От изумления Адриан лишился речи. Он понял, что сегодня ему суждено нарываться на эксцентриков. В данном случае сомнений у него не было, прилагательное «добродушный» мы отбросим сходу. Чтобы описать Табби, такой стилист, как покойный Гюстав Флобер, его бы не выбрал.
— Чего это вы? — тупо спросил Пик.
— Сами знаете!
— Да нет!
— Нет, да! Это Булпит вам отдал, чтоб вы мне вклеили.
— Он забыл бумаги в гостинице. Мне их барменша отдала.
Воинственный Табби чуть смягчился, но держался стойко.
— Ладно, может и не врете, но я рисковать не желаю. Разорвите и бросьте в воду.
— Но это же бумаги Булпита!
— Конечно! Чьи же еще? Ну, рвите.
— Помилуйте… как же…
— А по морде не хотите? — предложил Табби, берясь за решение проблемы с другого конца.
Меньше этого Адриан хотел только внезапного появления хлыста. Он по-прежнему сомневался, можно ли уничтожить чужую собственность, но если альтернатива — удар по морде, выбора нет. Конечно, он не был уверен, что у него именно морда, но общий смысл уловил, а потому внял совету, и через миг-другой обрывки голубой бумаги плавно покачивались на воде армадой бумажных корабликов.
Успокоительный эффект этого действия был бы лестен для любого миротворца. Все следы враждебности у Табби исчезли. Испустив вздох облегчения, он спросил Адриана, не найдется ли у того сигаретки, потом попросил огонька и получил его. Встреча оборачивалась истинным пиршеством братства.
— Простите, что погорячился, — произнес Табби. — Понимаете, засомневался, а вдруг эту чертову бумагу можно всучить через заместителя?
— Что это было?
— Повестка.
— Повестка?
— В суд. За нарушение брачных обещаний.
— А Булпит тут при чем?
— Старался ее мне вклеить. И представьте, — Табби побагровел при одном воспоминании, — старый гад подстроил, чтоб мне позвонила девица, назначила свидание на Уолсингфордской дороге. А когда я примчался туда и стал свиристеть, он выпрыгнул из-за кустов. Честное слово, я на два года постарел!
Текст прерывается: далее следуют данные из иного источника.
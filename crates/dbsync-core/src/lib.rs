//! Core contracts and helpers for dbsync.
//!
//! This crate defines the table catalog, row values, the sync manifest, and
//! connection resolution shared by the stores, the sync engine, and the CLI.

pub mod atomic;
pub mod connection;
pub mod constraints;
pub mod error;
pub mod graph;
pub mod manifest;
pub mod redaction;
pub mod schema;
pub mod sequence;
pub mod settings;
pub mod types;
pub mod validation;
pub mod value;

pub use connection::{
    ConnectionDescriptor, Direction, EngineKind, Endpoint, LifetimePolicy, Provenance,
    ResolvedConnections, Secret, SslMode, resolve_connections,
};
pub use constraints::{ForeignKey, PrimaryKey};
pub use error::{AuxiliaryTableError, InvalidSchema, Result, SyncError};
pub use graph::{
    DependencyOrder, FkGraphReport, FkGraphSummary, build_fk_graph_report, dependency_order,
};
pub use manifest::{
    ColumnSpec, ExclusionSet, MANIFEST_VERSION, ManifestDocument, ManifestError, Record,
    SyncManifest, TableDocument, TableSnapshot, manifest_json_schema, read_manifest,
    write_manifest,
};
pub use redaction::{RedactedConnection, scrub_secret};
pub use schema::{Column, DatabaseSchema, Table};
pub use sequence::{SequenceEntry, SequencePlan};
pub use settings::{Environment, Settings, load_settings};
pub use types::ColumnKind;
pub use validation::validate_schema;
pub use value::{Value, ValueError};
use std::path::Path;

use sqlx::sqlite::SqliteConnectOptions;
use sqlx::{ConnectOptions as _, Connection};

use dbsync_core::{ConnectionDescriptor, EngineKind, connection::DEFAULT_SERVER_SCHEMA};

use crate::adapter::Store;
use crate::error::StoreError;
use crate::options::{Access, ConnectOptions};
use crate::postgres::{self, PostgresStore};
use crate::sqlite::SqliteStore;

/// Open the store described by `descriptor`.
pub async fn open_store(
    descriptor: &ConnectionDescriptor,
    access: Access,
    opts: &ConnectOptions,
) -> Result<Box<dyn Store>, StoreError> {
    match descriptor.engine {
        EngineKind::File => {
            let store = SqliteStore::connect(Path::new(&descriptor.name), access, opts).await?;
            Ok(Box::new(store))
        }
        EngineKind::Server => Ok(Box::new(PostgresStore::connect(descriptor, opts).await?)),
    }
}

/// Outcome of a successful probe.
#[derive(Debug, Clone, Copy, PartialEq, Eq)]
pub enum ProbeOutcome {
    Reachable,
    /// The file store does not exist yet and will be created on first write.
    MissingFile,
}

/// Connect, run `SELECT 1`, and close within `opts.probe_timeout`.
///
/// File stores are opened read-only and never created. A missing file is
/// reported as [`ProbeOutcome::MissingFile`] when `allow_missing` is set and
/// as an error otherwise.
pub async fn probe(
    descriptor: &ConnectionDescriptor,
    allow_missing: bool,
    opts: &ConnectOptions,
) -> Result<ProbeOutcome, StoreError> {
    let attempt = async {
        match descriptor.engine {
            EngineKind::File => probe_file(Path::new(&descriptor.name), allow_missing).await,
            EngineKind::Server => probe_server(descriptor).await,
        }
    };
    tokio::time::timeout(opts.probe_timeout, attempt)
        .await
        .map_err(|_| StoreError::Timeout(opts.probe_timeout))?
}

async fn probe_file(path: &Path, allow_missing: bool) -> Result<ProbeOutcome, StoreError> {
    if !path.exists() {
        return if allow_missing {
            Ok(ProbeOutcome::MissingFile)
        } else {
            Err(StoreError::MissingFile(path.display().to_string()))
        };
    }
    let mut conn = SqliteConnectOptions::new()
        .filename(path)
        .read_only(true)
        .create_if_missing(false)
        .connect()
        .await?;
    sqlx::query("SELECT 1").execute(&mut conn).await?;
    conn.close().await?;
    Ok(ProbeOutcome::Reachable)
}

async fn probe_server(descriptor: &ConnectionDescriptor) -> Result<ProbeOutcome, StoreError> {
    let schema = descriptor.schema.as_deref().unwrap_or(DEFAULT_SERVER_SCHEMA);
    let mut conn = postgres::connect_options(descriptor, schema)
        .connect()
        .await?;
    sqlx::query("SELECT 1").execute(&mut conn).await?;
    conn.close().await?;
    Ok(ProbeOutcome::Reachable)
}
Табби с удовлетворением отметил, как выпучились глаза у его собеседника, а челюсть слегка отвалилась, — несомненно, он ужаснулся, как порядочный человек, до каких глубин двуличия способны скатиться его ближние. Впервые за их знакомство Табби проникся симпатией к Адриану. Прихлебатель, верно, но прихлебатель благородный.
— Правда, очень скоро, — продолжал Табби с мрачной удовлетворенностью, — два года жизни у него отнял я. Догадайтесь, что случилось? Я уже думаю — все кончено, но вдруг Булпит замер и принялся рыскать по карманам. Я кричу: «Ну, вручайте!», — а он так это диковато смеется и отвечает, что шоу отменяется, забыл он повестку. Наверное, говорит, на барже. Я понял, настал мой черед отомстить за все тревоги!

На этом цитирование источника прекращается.